__HOW TO COMPLETE THIS TASK__. Each line of the records that holds the word "connection" should be copied out.
BEGIN
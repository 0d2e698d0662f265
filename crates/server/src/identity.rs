use std::sync::Arc;

use async_trait::async_trait;
use chrono::{DateTime, Utc};
use homeward_core::{Identity, Role, VerifiedSource};
use thiserror::Error;
use uuid::Uuid;

use crate::store::GatewayStore;

/// Claims extracted from a credential that passed verification.
#[derive(Debug, Clone, PartialEq, Eq)]
pub struct VerifiedClaims {
    pub subject: String,
    pub role: Role,
    pub expires_at: DateTime<Utc>,
}

#[derive(Debug, Error)]
pub enum VerifyError {
    #[error("credential rejected: {0}")]
    Invalid(String),
    #[error("credential expired")]
    Expired,
    #[error("credential verifier unavailable: {0}")]
    Unavailable(#[source] anyhow::Error),
}

#[async_trait]
pub trait CredentialVerifier: Send + Sync {
    async fn verify(&self, token: &str) -> Result<VerifiedClaims, VerifyError>;
}

#[derive(Debug, Error)]
pub enum IdentityError {
    #[error("authentication failed: {0}")]
    VerifierUnavailable(#[source] anyhow::Error),
}

/// What a socket presented when it connected.
#[derive(Debug, Clone, Default)]
pub struct Handshake {
    pub role: Option<Role>,
    pub token: Option<String>,
    pub timeline_id: Option<String>,
}

#[derive(Debug, Clone, PartialEq, Eq)]
pub struct ResolvedIdentity {
    pub identity: Identity,
    pub role: Role,
}

/// Turns a handshake into a connection identity.
///
/// Missing or bad credentials degrade to a synthetic or anonymous identity;
/// only an unreachable verifier is an error.
#[derive(Clone)]
pub struct IdentityResolver {
    verifier: Arc<dyn CredentialVerifier>,
    store: Arc<dyn GatewayStore>,
}

impl IdentityResolver {
    pub fn new(verifier: Arc<dyn CredentialVerifier>, store: Arc<dyn GatewayStore>) -> Self {
        Self { verifier, store }
    }

    pub async fn resolve(&self, handshake: &Handshake) -> Result<ResolvedIdentity, IdentityError> {
        match handshake.role {
            Some(Role::Agent) => self.resolve_agent(handshake.token.as_deref()).await,
            Some(Role::Client) => match non_empty(handshake.timeline_id.as_deref()) {
                Some(timeline_id) => Ok(self.resolve_timeline_client(timeline_id).await),
                None => Ok(anonymous(Role::Client)),
            },
            None => Ok(anonymous(Role::Client)),
        }
    }

    async fn resolve_agent(&self, token: Option<&str>) -> Result<ResolvedIdentity, IdentityError> {
        let Some(token) = non_empty(token) else {
            tracing::warn!("agent connected without a credential; using fallback identity");
            return Ok(ResolvedIdentity {
                identity: Identity::agent_fallback(),
                role: Role::Agent,
            });
        };

        let identity = match self.verifier.verify(token).await {
            Ok(claims) if claims.role == Role::Agent => {
                Identity::verified(claims.subject, VerifiedSource::SessionToken)
            }
            Ok(claims) => {
                tracing::warn!(
                    subject = %claims.subject,
                    role = %claims.role,
                    "credential was not issued to an agent; using fallback identity"
                );
                Identity::agent_fallback()
            }
            Err(VerifyError::Unavailable(err)) => {
                return Err(IdentityError::VerifierUnavailable(err));
            }
            Err(err) => {
                tracing::warn!(error = %err, "agent credential failed verification; using fallback identity");
                Identity::agent_fallback()
            }
        };

        Ok(ResolvedIdentity {
            identity,
            role: Role::Agent,
        })
    }

    async fn resolve_timeline_client(&self, timeline_id: &str) -> ResolvedIdentity {
        let linked = match Uuid::parse_str(timeline_id) {
            Ok(id) => match self.store.find_timeline_client(id).await {
                Ok(found) => found,
                Err(err) => {
                    tracing::warn!(error = %err, timeline_id, "timeline client lookup failed");
                    None
                }
            },
            Err(_) => None,
        };

        let identity = match linked {
            Some(record) => {
                Identity::verified(record.client_id.to_string(), VerifiedSource::TimelineLink)
            }
            None => Identity::synthetic_client(timeline_id),
        };

        ResolvedIdentity {
            identity,
            role: Role::Client,
        }
    }
}

fn anonymous(role: Role) -> ResolvedIdentity {
    ResolvedIdentity {
        identity: Identity::anonymous(Utc::now().timestamp_millis(), Uuid::new_v4()),
        role,
    }
}

fn non_empty(value: Option<&str>) -> Option<&str> {
    value.map(str::trim).filter(|v| !v.is_empty())
}

#[cfg(test)]
mod tests {
    use super::*;
    use crate::{session::tests::SessionTestHarness, store::InMemoryStore};
    use homeward_core::SyntheticSource;

    struct UnreachableVerifier;

    #[async_trait]
    impl CredentialVerifier for UnreachableVerifier {
        async fn verify(&self, _token: &str) -> Result<VerifiedClaims, VerifyError> {
            Err(VerifyError::Unavailable(anyhow::anyhow!("connection refused")))
        }
    }

    fn resolver_with(store: Arc<InMemoryStore>) -> (IdentityResolver, SessionTestHarness) {
        let harness = SessionTestHarness::new();
        let resolver = IdentityResolver::new(Arc::new(harness.verifier.clone()), store);
        (resolver, harness)
    }

    #[tokio::test]
    async fn agent_token_resolves_to_subject() {
        let (resolver, harness) = resolver_with(Arc::new(InMemoryStore::new()));
        let agent_id = Uuid::new_v4();

        let resolved = resolver
            .resolve(&Handshake {
                role: Some(Role::Agent),
                token: Some(harness.agent_token(agent_id)),
                timeline_id: None,
            })
            .await
            .unwrap();

        assert_eq!(resolved.role, Role::Agent);
        assert_eq!(resolved.identity.account_id(), Some(agent_id));
    }

    #[tokio::test]
    async fn bad_agent_token_degrades_to_fallback() {
        let (resolver, _) = resolver_with(Arc::new(InMemoryStore::new()));

        for token in [Some("not-a-token".to_string()), None] {
            let resolved = resolver
                .resolve(&Handshake {
                    role: Some(Role::Agent),
                    token,
                    timeline_id: None,
                })
                .await
                .unwrap();
            assert_eq!(resolved.identity, Identity::agent_fallback());
        }
    }

    #[tokio::test]
    async fn unreachable_verifier_is_an_error() {
        let resolver = IdentityResolver::new(
            Arc::new(UnreachableVerifier),
            Arc::new(InMemoryStore::new()),
        );
        let result = resolver
            .resolve(&Handshake {
                role: Some(Role::Agent),
                token: Some("anything".into()),
                timeline_id: None,
            })
            .await;
        assert!(matches!(result, Err(IdentityError::VerifierUnavailable(_))));
    }

    #[tokio::test]
    async fn linked_timeline_resolves_to_client_record() {
        let store = Arc::new(InMemoryStore::new());
        let client = store.insert_client(None).await;
        let timeline = store.insert_timeline(None, Some(client)).await;
        let (resolver, _) = resolver_with(store);

        let resolved = resolver
            .resolve(&Handshake {
                role: Some(Role::Client),
                token: None,
                timeline_id: Some(timeline.to_string()),
            })
            .await
            .unwrap();

        assert_eq!(
            resolved.identity,
            Identity::verified(client.to_string(), VerifiedSource::TimelineLink)
        );
    }

    #[tokio::test]
    async fn unknown_timeline_yields_the_same_synthetic_identity_each_time() {
        let (resolver, _) = resolver_with(Arc::new(InMemoryStore::new()));
        let handshake = Handshake {
            role: Some(Role::Client),
            token: None,
            timeline_id: Some("shared-link-7".into()),
        };

        let first = resolver.resolve(&handshake).await.unwrap();
        let second = resolver.resolve(&handshake).await.unwrap();

        assert_eq!(first, second);
        assert_eq!(first.identity.user_id(), "client_shared-link-7");
        assert!(matches!(
            first.identity,
            Identity::Synthetic {
                derived_from: SyntheticSource::Timeline(_),
                ..
            }
        ));
    }

    #[tokio::test]
    async fn missing_role_or_context_is_anonymous() {
        let (resolver, _) = resolver_with(Arc::new(InMemoryStore::new()));

        for handshake in [
            Handshake::default(),
            Handshake {
                role: Some(Role::Client),
                ..Handshake::default()
            },
        ] {
            let resolved = resolver.resolve(&handshake).await.unwrap();
            assert!(matches!(resolved.identity, Identity::Anonymous { .. }));
            assert!(resolved.identity.user_id().starts_with("anonymous_"));
        }
    }
}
END
__YOUR SOLUTION__.
/// Turns a handshake into a connection identity.
            Err(VerifyError::Unavailable(anyhow::anyhow!("connection refused")))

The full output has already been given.